Content starts
//! Topic resolution
//!
//! Maps a logical queue name to the physical topic and optional tag used on
//! the broker. With message tags enabled, every logical queue shares the
//! configured default topic and is told apart by a tag equal to its name;
//! ordering across logical queues on that shared topic is not guaranteed.

use crate::config::QueueSettings;

/// Physical address of a logical queue on the broker.
#[derive(Debug, Clone, PartialEq, Eq, Hash)]
pub struct Route {
    pub topic: String,
    pub tag: Option<String>,
}

#[derive(Debug, Clone, PartialEq, Eq)]
pub struct TopicResolver {
    default_queue: String,
    use_message_tag: bool,
}

impl TopicResolver {
    pub fn new(default_queue: impl Into<String>, use_message_tag: bool) -> Self {
        Self {
            default_queue: default_queue.into(),
            use_message_tag,
        }
    }

    pub fn from_settings(settings: &QueueSettings) -> Self {
        Self::new(settings.queue.clone(), settings.use_message_tag)
    }

    pub fn uses_message_tag(&self) -> bool {
        self.use_message_tag
    }

    /// The logical queue name, falling back to the default for `None` or "".
    pub fn logical_queue<'a>(&'a self, queue: Option<&'a str>) -> &'a str {
        requested(queue).unwrap_or(self.default_queue.as_str())
    }

    pub fn resolve_topic(&self, queue: Option<&str>) -> String {
        if self.use_message_tag {
            self.default_queue.clone()
        } else {
            self.logical_queue(queue).to_string()
        }
    }

    pub fn resolve_tag(&self, queue: Option<&str>) -> Option<String> {
        if self.use_message_tag {
            requested(queue).map(str::to_string)
        } else {
            None
        }
    }

    pub fn resolve(&self, queue: Option<&str>) -> Route {
        Route {
            topic: self.resolve_topic(queue),
            tag: self.resolve_tag(queue),
        }
    }
}

fn requested(queue: Option<&str>) -> Option<&str> {
    queue.filter(|q| !q.is_empty())
}
//! Shared helpers for the berth specs.

use std::thread::{self, JoinHandle};
use std::time::{Duration, Instant};

pub use berth_engine::{
    ComponentId, DeviceId, FakeAdapter, Journal, SystemConfig, TransferEngine, TransferError,
    TransferRequest,
};
pub use std::sync::Arc;

pub fn engine(config: SystemConfig) -> Arc<TransferEngine> {
    Arc::new(TransferEngine::new(&config).expect("spec configs are valid"))
}

pub fn component(id: &str) -> ComponentId {
    ComponentId::new(id)
}

pub fn device(id: &str) -> DeviceId {
    DeviceId::new(id)
}

/// Run a transfer on a fresh thread with a throwaway adapter.
pub fn spawn_transfer(
    engine: &Arc<TransferEngine>,
    request: TransferRequest,
) -> JoinHandle<Result<(), TransferError>> {
    let engine = Arc::clone(engine);
    thread::spawn(move || engine.execute(&request, &FakeAdapter::new()))
}

/// Run a transfer on a fresh thread, journaling its callbacks under `label`.
pub fn spawn_journaled(
    engine: &Arc<TransferEngine>,
    request: TransferRequest,
    label: &str,
    journal: &Journal,
) -> JoinHandle<Result<(), TransferError>> {
    let engine = Arc::clone(engine);
    let adapter = FakeAdapter::with_journal(label, journal.clone());
    thread::spawn(move || engine.execute(&request, &adapter))
}

/// Poll until the condition holds, or fail the test after two seconds.
pub fn wait_until(what: &str, mut condition: impl FnMut() -> bool) {
    let deadline = Instant::now() + Duration::from_secs(2);
    while !condition() {
        assert!(Instant::now() < deadline, "timed out waiting for {what}");
        thread::sleep(Duration::from_millis(5));
    }
}

/// A pause long enough for a wrongly-released thread to make progress.
pub fn settle() {
    thread::sleep(Duration::from_millis(50));
}
// SPDX-License-Identifier: BUSL-1.1
// Copyright (c) 2026 Alfred Jean LLC

//! The blocking transfer engine

use crate::adapters::TransferAdapter;
use crate::directory::SignalDirectory;
use berth_core::{
    ComponentId, ConfigError, DeviceId, Grant, Scheduler, SystemConfig, TransferError,
    TransferRequest,
};
use parking_lot::FairMutex;

/// Coordinates concurrent component relocations across capacity-bounded
/// devices
///
/// Any number of threads may call [`execute`] concurrently. Every scheduling
/// decision runs as one short critical section under a fair mutex, so
/// decisions happen in call order; the long-running `prepare` and `perform`
/// callbacks run with no lock held.
///
/// [`execute`]: TransferEngine::execute
#[derive(Debug)]
pub struct TransferEngine {
    sched: FairMutex<Scheduler>,
    directory: SignalDirectory,
}

impl TransferEngine {
    /// Build an engine from its configuration, pre-registering every placed
    /// component
    pub fn new(config: &SystemConfig) -> Result<Self, ConfigError> {
        let sched = Scheduler::from_config(config)?;
        let directory = SignalDirectory::new();
        for component in config.placement.keys() {
            directory.ensure(component);
        }
        Ok(Self {
            sched: FairMutex::new(sched),
            directory,
        })
    }

    /// Run one transfer to completion
    ///
    /// Blocks the calling thread until the transfer's `perform` phase has
    /// finished, or returns a validation error before either callback runs.
    /// A transfer that cannot reserve its destination waits in that device's
    /// line until a vacancy propagates to it or a cyclic exchange releases
    /// it.
    pub fn execute(
        &self,
        request: &TransferRequest,
        adapter: &impl TransferAdapter,
    ) -> Result<(), TransferError> {
        let (signals, grants) = {
            let mut sched = self.sched.lock();
            let grants = sched.admit(request)?;
            // Register the signal record before the lock drops: grants aimed
            // at this component can only be decided under the same lock.
            (self.directory.ensure(&request.component), grants)
        };
        self.apply(grants);

        signals.prepare.wait();
        if let Some(source) = &request.source {
            let grants = self.sched.lock().begin_vacate(&request.component, source);
            self.apply(grants);
        }

        adapter.prepare();

        if let Some(source) = &request.source {
            let grants = self.sched.lock().finish_vacate(&request.component, source);
            self.apply(grants);
        }
        signals.perform.wait();

        adapter.perform();

        // Close the gates before the component stops being in flight; the
        // next transfer admitted for it must find them fresh.
        signals.reset();
        {
            let mut sched = self.sched.lock();
            sched.complete(&request.component, request.destination.as_ref());
            if request.destination.is_none() {
                self.directory.remove(&request.component);
            }
        }
        tracing::debug!(component = %request.component, "transfer complete");

        Ok(())
    }

    fn apply(&self, grants: Vec<Grant>) {
        for grant in grants {
            match &grant {
                Grant::Prepare(component) => match self.directory.get(component) {
                    Some(signals) => signals.prepare.open(),
                    None => {
                        tracing::error!(component = %component, "prepare grant for unregistered component");
                    }
                },
                Grant::Perform(component) => match self.directory.get(component) {
                    Some(signals) => signals.perform.open(),
                    None => {
                        tracing::error!(component = %component, "perform grant for unregistered component");
                    }
                },
            }
        }
    }

    // === Inspection ===

    /// Device the component currently resides on, if any
    pub fn location_of(&self, component: &ComponentId) -> Option<DeviceId> {
        self.sched.lock().location_of(component).cloned()
    }

    /// Whether the component has a transfer in flight
    pub fn is_in_flight(&self, component: &ComponentId) -> bool {
        self.sched.lock().is_in_flight(component)
    }

    /// Occupied-slot count of a device, including granted reservations
    pub fn device_used(&self, device: &DeviceId) -> Option<u32> {
        let sched = self.sched.lock();
        Some(sched.device(device)?.used())
    }

    /// Fixed slot capacity of a device
    pub fn device_capacity(&self, device: &DeviceId) -> Option<u32> {
        let sched = self.sched.lock();
        Some(sched.device(device)?.capacity())
    }
}

#[cfg(test)]
#[path = "engine_tests.rs"]
mod tests;
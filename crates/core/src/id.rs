// SPDX-License-Identifier: BUSL-1.1
// Copyright (c) 2026 Alfred Jean LLC

//! Identifier newtypes for components and devices

use serde::{Deserialize, Serialize};

/// Unique identifier for a component
#[derive(Clone, Debug, PartialEq, Eq, Hash, PartialOrd, Ord, Serialize, Deserialize)]
pub struct ComponentId(pub String);

impl ComponentId {
    pub fn new(id: impl Into<String>) -> Self {
        Self(id.into())
    }
}

impl std::fmt::Display for ComponentId {
    fn fmt(&self, f: &mut std::fmt::Formatter<'_>) -> std::fmt::Result {
        write!(f, "{}", self.0)
    }
}

/// Unique identifier for a device
#[derive(Clone, Debug, PartialEq, Eq, Hash, PartialOrd, Ord, Serialize, Deserialize)]
pub struct DeviceId(pub String);

impl DeviceId {
    pub fn new(id: impl Into<String>) -> Self {
        Self(id.into())
    }
}

impl std::fmt::Display for DeviceId {
    fn fmt(&self, f: &mut std::fmt::Formatter<'_>) -> std::fmt::Result {
        write!(f, "{}", self.0)
    }
}
//! FIFO specs
//!
//! Verify that a device's waiting line grants access in call order.

use crate::prelude::*;

#[test]
fn waiting_introductions_enter_in_call_order() {
    let engine = engine(SystemConfig::new().with_device("a", 1));
    let journal = Journal::new();

    let seeded = engine.execute(&TransferRequest::introduce("c0", "a"), &FakeAdapter::new());
    assert_eq!(seeded, Ok(()));

    // Queue c1..c4, each confirmed in line before the next is issued.
    let labels = ["c1", "c2", "c3", "c4"];
    let mut waiting = Vec::new();
    for label in labels {
        let handle = spawn_journaled(
            &engine,
            TransferRequest::introduce(label, "a"),
            label,
            &journal,
        );
        wait_until("introduction to join the waiting line", || {
            engine.is_in_flight(&component(label))
        });
        waiting.push(handle);
    }

    // Each removal hands the slot to the head of the line.
    let occupants = ["c0", "c1", "c2", "c3"];
    for (occupant, handle) in occupants.into_iter().zip(waiting) {
        let removed = engine.execute(
            &TransferRequest::remove(occupant, "a"),
            &FakeAdapter::new(),
        );
        assert_eq!(removed, Ok(()));
        assert_eq!(handle.join().unwrap(), Ok(()));
    }
    assert_eq!(engine.location_of(&component("c4")), Some(device("a")));

    let performed: Vec<String> = journal
        .entries()
        .into_iter()
        .filter(|e| e.ends_with(":perform"))
        .collect();
    assert_eq!(
        performed,
        vec!["c1:perform", "c2:perform", "c3:perform", "c4:perform"]
    );
    assert_eq!(engine.device_used(&device("a")), Some(1));
}
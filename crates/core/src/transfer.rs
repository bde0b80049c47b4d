// SPDX-License-Identifier: BUSL-1.1
// Copyright (c) 2026 Alfred Jean LLC

//! Transfer requests and their shapes

use crate::id::{ComponentId, DeviceId};
use serde::{Deserialize, Serialize};

/// A request to relocate one component
///
/// At least one endpoint must be present: no source means the component is
/// being introduced into the system, no destination means it is being removed
/// from it.
#[derive(Clone, Debug, PartialEq, Eq, Serialize, Deserialize)]
pub struct TransferRequest {
    pub component: ComponentId,
    pub source: Option<DeviceId>,
    pub destination: Option<DeviceId>,
}

/// The three kinds of transfer
#[derive(Clone, Copy, Debug, PartialEq, Eq)]
pub enum TransferShape {
    /// No source: the component enters the system
    Introduce,
    /// No destination: the component leaves the system
    Remove,
    /// Both endpoints: the component moves between devices
    Relocate,
}

impl TransferRequest {
    /// Move a component from one device to another
    pub fn relocate(
        component: impl Into<String>,
        source: impl Into<String>,
        destination: impl Into<String>,
    ) -> Self {
        Self {
            component: ComponentId::new(component),
            source: Some(DeviceId::new(source)),
            destination: Some(DeviceId::new(destination)),
        }
    }

    /// Bring a new component into the system
    pub fn introduce(component: impl Into<String>, destination: impl Into<String>) -> Self {
        Self {
            component: ComponentId::new(component),
            source: None,
            destination: Some(DeviceId::new(destination)),
        }
    }

    /// Remove a component from the system
    pub fn remove(component: impl Into<String>, source: impl Into<String>) -> Self {
        Self {
            component: ComponentId::new(component),
            source: Some(DeviceId::new(source)),
            destination: None,
        }
    }

    /// Classify the request; `None` when both endpoints are absent
    pub fn shape(&self) -> Option<TransferShape> {
        match (&self.source, &self.destination) {
            (None, None) => None,
            (None, Some(_)) => Some(TransferShape::Introduce),
            (Some(_), None) => Some(TransferShape::Remove),
            (Some(_), Some(_)) => Some(TransferShape::Relocate),
        }
    }
}
//! Cycle resolution specs
//!
//! Verify that closed chains of pending moves complete as capacity-neutral
//! exchanges instead of deadlocking.

use crate::prelude::*;

#[test]
fn two_opposed_moves_swap_devices() {
    let engine = engine(
        SystemConfig::new()
            .with_device("a", 1)
            .with_device("b", 1)
            .with_component("x", "a")
            .with_component("y", "b"),
    );

    let first = spawn_transfer(&engine, TransferRequest::relocate("x", "a", "b"));
    let second = spawn_transfer(&engine, TransferRequest::relocate("y", "b", "a"));

    assert_eq!(first.join().unwrap(), Ok(()));
    assert_eq!(second.join().unwrap(), Ok(()));

    assert_eq!(engine.location_of(&component("x")), Some(device("b")));
    assert_eq!(engine.location_of(&component("y")), Some(device("a")));
    assert_eq!(engine.device_used(&device("a")), Some(1));
    assert_eq!(engine.device_used(&device("b")), Some(1));
}

#[test]
fn three_moves_rotate_around_a_ring() {
    let engine = engine(
        SystemConfig::new()
            .with_device("a", 1)
            .with_device("b", 1)
            .with_device("c", 1)
            .with_component("x", "a")
            .with_component("y", "b")
            .with_component("z", "c"),
    );

    let handles = vec![
        spawn_transfer(&engine, TransferRequest::relocate("x", "a", "b")),
        spawn_transfer(&engine, TransferRequest::relocate("y", "b", "c")),
        spawn_transfer(&engine, TransferRequest::relocate("z", "c", "a")),
    ];
    for handle in handles {
        assert_eq!(handle.join().unwrap(), Ok(()));
    }

    assert_eq!(engine.location_of(&component("x")), Some(device("b")));
    assert_eq!(engine.location_of(&component("y")), Some(device("c")));
    assert_eq!(engine.location_of(&component("z")), Some(device("a")));
    for id in ["a", "b", "c"] {
        assert_eq!(engine.device_used(&device(id)), Some(1));
    }
}

#[test]
fn exchange_runs_once_the_closing_move_arrives() {
    let engine = engine(
        SystemConfig::new()
            .with_device("a", 1)
            .with_device("b", 1)
            .with_component("x", "a")
            .with_component("y", "b"),
    );

    // y queues first and stays blocked: no cycle exists yet.
    let blocked = spawn_transfer(&engine, TransferRequest::relocate("y", "b", "a"));
    wait_until("y to join the waiting line", || {
        engine.is_in_flight(&component("y"))
    });
    settle();
    assert!(!blocked.is_finished(), "y proceeded without a counterpart");

    // x's request closes the 2-cycle and releases both.
    let closing = spawn_transfer(&engine, TransferRequest::relocate("x", "a", "b"));
    assert_eq!(closing.join().unwrap(), Ok(()));
    assert_eq!(blocked.join().unwrap(), Ok(()));

    assert_eq!(engine.location_of(&component("x")), Some(device("b")));
    assert_eq!(engine.location_of(&component("y")), Some(device("a")));
}

#[test]
fn repeated_swaps_keep_capacity_accounts_stable() {
    let engine = engine(
        SystemConfig::new()
            .with_device("a", 1)
            .with_device("b", 1)
            .with_component("x", "a")
            .with_component("y", "b"),
    );

    for round in 0..4 {
        let (x_to, y_to) = if round % 2 == 0 {
            (("x", "a", "b"), ("y", "b", "a"))
        } else {
            (("x", "b", "a"), ("y", "a", "b"))
        };
        let first = spawn_transfer(
            &engine,
            TransferRequest::relocate(x_to.0, x_to.1, x_to.2),
        );
        let second = spawn_transfer(
            &engine,
            TransferRequest::relocate(y_to.0, y_to.1, y_to.2),
        );
        assert_eq!(first.join().unwrap(), Ok(()));
        assert_eq!(second.join().unwrap(), Ok(()));

        assert_eq!(engine.device_used(&device("a")), Some(1));
        assert_eq!(engine.device_used(&device("b")), Some(1));
    }

    // Four swaps land everything back where it started.
    assert_eq!(engine.location_of(&component("x")), Some(device("a")));
    assert_eq!(engine.location_of(&component("y")), Some(device("b")));
}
Content ends
> _What to work on_: All lines in the data above from the one with "fresh thread, journaling" through the one with "after two seconds." must be repeated exactly, and no others.

> _Solution to this problem_:
/// Run a transfer on a fresh thread, journaling its callbacks under `label`.
pub fn spawn_journaled(
    engine: &Arc<TransferEngine>,
    request: TransferRequest,
    label: &str,
    journal: &Journal,
) -> JoinHandle<Result<(), TransferError>> {
    let engine = Arc::clone(engine);
    let adapter = FakeAdapter::with_journal(label, journal.clone());
    thread::spawn(move || engine.execute(&request, &adapter))
}

/// Poll until the condition holds, or fail the test after two seconds.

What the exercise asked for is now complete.